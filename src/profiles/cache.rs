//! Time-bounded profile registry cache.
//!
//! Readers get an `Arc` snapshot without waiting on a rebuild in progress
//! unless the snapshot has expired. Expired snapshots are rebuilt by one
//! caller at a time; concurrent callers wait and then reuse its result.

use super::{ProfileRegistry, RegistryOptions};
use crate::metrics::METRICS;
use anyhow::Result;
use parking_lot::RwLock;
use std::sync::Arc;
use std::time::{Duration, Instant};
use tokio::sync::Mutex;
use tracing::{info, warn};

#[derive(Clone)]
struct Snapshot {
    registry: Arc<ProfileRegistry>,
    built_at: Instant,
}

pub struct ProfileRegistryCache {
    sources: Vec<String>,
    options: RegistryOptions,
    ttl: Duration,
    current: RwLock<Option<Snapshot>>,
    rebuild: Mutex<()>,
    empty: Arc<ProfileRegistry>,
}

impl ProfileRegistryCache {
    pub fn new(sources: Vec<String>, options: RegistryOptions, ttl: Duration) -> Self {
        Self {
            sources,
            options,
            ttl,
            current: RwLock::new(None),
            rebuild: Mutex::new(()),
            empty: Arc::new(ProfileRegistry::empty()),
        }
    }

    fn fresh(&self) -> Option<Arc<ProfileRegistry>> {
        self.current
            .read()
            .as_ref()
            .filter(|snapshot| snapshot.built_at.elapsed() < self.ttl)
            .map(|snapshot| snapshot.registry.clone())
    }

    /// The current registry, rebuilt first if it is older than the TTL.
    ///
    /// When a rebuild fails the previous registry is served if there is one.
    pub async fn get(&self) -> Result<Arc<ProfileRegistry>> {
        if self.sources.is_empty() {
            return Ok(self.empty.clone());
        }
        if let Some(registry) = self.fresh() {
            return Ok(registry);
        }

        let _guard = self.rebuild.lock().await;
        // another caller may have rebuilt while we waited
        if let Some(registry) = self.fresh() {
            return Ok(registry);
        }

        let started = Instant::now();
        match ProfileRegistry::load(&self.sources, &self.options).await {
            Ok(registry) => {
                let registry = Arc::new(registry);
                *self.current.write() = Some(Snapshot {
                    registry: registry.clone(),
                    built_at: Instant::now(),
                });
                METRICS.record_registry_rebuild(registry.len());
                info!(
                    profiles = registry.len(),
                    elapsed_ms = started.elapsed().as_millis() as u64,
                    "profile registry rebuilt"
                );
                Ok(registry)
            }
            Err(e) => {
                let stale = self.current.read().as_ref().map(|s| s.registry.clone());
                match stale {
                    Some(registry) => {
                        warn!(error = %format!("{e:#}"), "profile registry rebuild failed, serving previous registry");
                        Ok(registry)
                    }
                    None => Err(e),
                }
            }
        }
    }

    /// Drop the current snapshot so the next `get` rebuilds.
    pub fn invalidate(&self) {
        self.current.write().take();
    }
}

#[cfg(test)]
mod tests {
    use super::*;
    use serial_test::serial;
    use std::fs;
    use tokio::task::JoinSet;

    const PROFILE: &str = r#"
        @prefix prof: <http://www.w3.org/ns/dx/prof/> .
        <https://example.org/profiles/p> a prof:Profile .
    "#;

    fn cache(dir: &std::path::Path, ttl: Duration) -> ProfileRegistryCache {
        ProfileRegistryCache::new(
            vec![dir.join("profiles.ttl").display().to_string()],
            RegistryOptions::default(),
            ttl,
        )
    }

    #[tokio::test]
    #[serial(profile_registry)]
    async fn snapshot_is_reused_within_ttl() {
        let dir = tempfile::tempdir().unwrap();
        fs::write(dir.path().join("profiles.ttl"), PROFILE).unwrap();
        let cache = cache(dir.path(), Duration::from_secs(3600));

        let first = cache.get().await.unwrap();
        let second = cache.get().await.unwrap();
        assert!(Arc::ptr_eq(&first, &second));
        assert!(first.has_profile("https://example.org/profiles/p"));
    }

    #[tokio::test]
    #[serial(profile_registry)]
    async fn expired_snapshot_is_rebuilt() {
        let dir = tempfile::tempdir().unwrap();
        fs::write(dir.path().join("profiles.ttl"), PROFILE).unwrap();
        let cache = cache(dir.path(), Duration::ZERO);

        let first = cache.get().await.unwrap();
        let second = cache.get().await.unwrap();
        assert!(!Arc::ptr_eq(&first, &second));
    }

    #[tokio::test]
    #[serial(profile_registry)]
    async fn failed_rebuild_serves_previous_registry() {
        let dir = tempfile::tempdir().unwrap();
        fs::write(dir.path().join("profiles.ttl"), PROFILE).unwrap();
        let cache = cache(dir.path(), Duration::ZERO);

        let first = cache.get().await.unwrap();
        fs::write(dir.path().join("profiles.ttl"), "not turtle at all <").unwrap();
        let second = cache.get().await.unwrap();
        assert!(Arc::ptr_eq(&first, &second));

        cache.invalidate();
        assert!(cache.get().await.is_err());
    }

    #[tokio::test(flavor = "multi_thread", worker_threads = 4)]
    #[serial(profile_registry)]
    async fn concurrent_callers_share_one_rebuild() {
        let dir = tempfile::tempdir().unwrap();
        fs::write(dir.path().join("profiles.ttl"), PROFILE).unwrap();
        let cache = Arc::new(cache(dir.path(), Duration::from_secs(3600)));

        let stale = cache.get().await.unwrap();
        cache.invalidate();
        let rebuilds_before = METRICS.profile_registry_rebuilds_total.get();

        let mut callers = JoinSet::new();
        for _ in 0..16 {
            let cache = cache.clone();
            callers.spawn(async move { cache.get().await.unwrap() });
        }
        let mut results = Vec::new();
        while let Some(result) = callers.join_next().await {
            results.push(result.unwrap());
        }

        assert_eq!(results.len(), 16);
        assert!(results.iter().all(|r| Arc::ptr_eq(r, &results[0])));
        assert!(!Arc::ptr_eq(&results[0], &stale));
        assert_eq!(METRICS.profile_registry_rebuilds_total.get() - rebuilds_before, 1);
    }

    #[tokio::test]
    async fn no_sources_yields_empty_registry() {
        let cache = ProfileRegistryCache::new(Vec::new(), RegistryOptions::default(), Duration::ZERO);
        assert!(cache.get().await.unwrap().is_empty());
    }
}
* * * * * * * * *
Exercise: Reprint the data above from the opening line to the line holding "let _guard = self.rebuild.lock().await;", inclusive, and nothing else.

Answer to the exercise:
filename src/profiles/cache.rs
//! Time-bounded profile registry cache.
//!
//! Readers get an `Arc` snapshot without waiting on a rebuild in progress
//! unless the snapshot has expired. Expired snapshots are rebuilt by one
//! caller at a time; concurrent callers wait and then reuse its result.

use super::{ProfileRegistry, RegistryOptions};
use crate::metrics::METRICS;
use anyhow::Result;
use parking_lot::RwLock;
use std::sync::Arc;
use std::time::{Duration, Instant};
use tokio::sync::Mutex;
use tracing::{info, warn};

#[derive(Clone)]
struct Snapshot {
    registry: Arc<ProfileRegistry>,
    built_at: Instant,
}

pub struct ProfileRegistryCache {
    sources: Vec<String>,
    options: RegistryOptions,
    ttl: Duration,
    current: RwLock<Option<Snapshot>>,
    rebuild: Mutex<()>,
    empty: Arc<ProfileRegistry>,
}

impl ProfileRegistryCache {
    pub fn new(sources: Vec<String>, options: RegistryOptions, ttl: Duration) -> Self {
        Self {
            sources,
            options,
            ttl,
            current: RwLock::new(None),
            rebuild: Mutex::new(()),
            empty: Arc::new(ProfileRegistry::empty()),
        }
    }

    fn fresh(&self) -> Option<Arc<ProfileRegistry>> {
        self.current
            .read()
            .as_ref()
            .filter(|snapshot| snapshot.built_at.elapsed() < self.ttl)
            .map(|snapshot| snapshot.registry.clone())
    }

    /// The current registry, rebuilt first if it is older than the TTL.
    ///
    /// When a rebuild fails the previous registry is served if there is one.
    pub async fn get(&self) -> Result<Arc<ProfileRegistry>> {
        if self.sources.is_empty() {
            return Ok(self.empty.clone());
        }
        if let Some(registry) = self.fresh() {
            return Ok(registry);
        }

        let _guard = self.rebuild.lock().await;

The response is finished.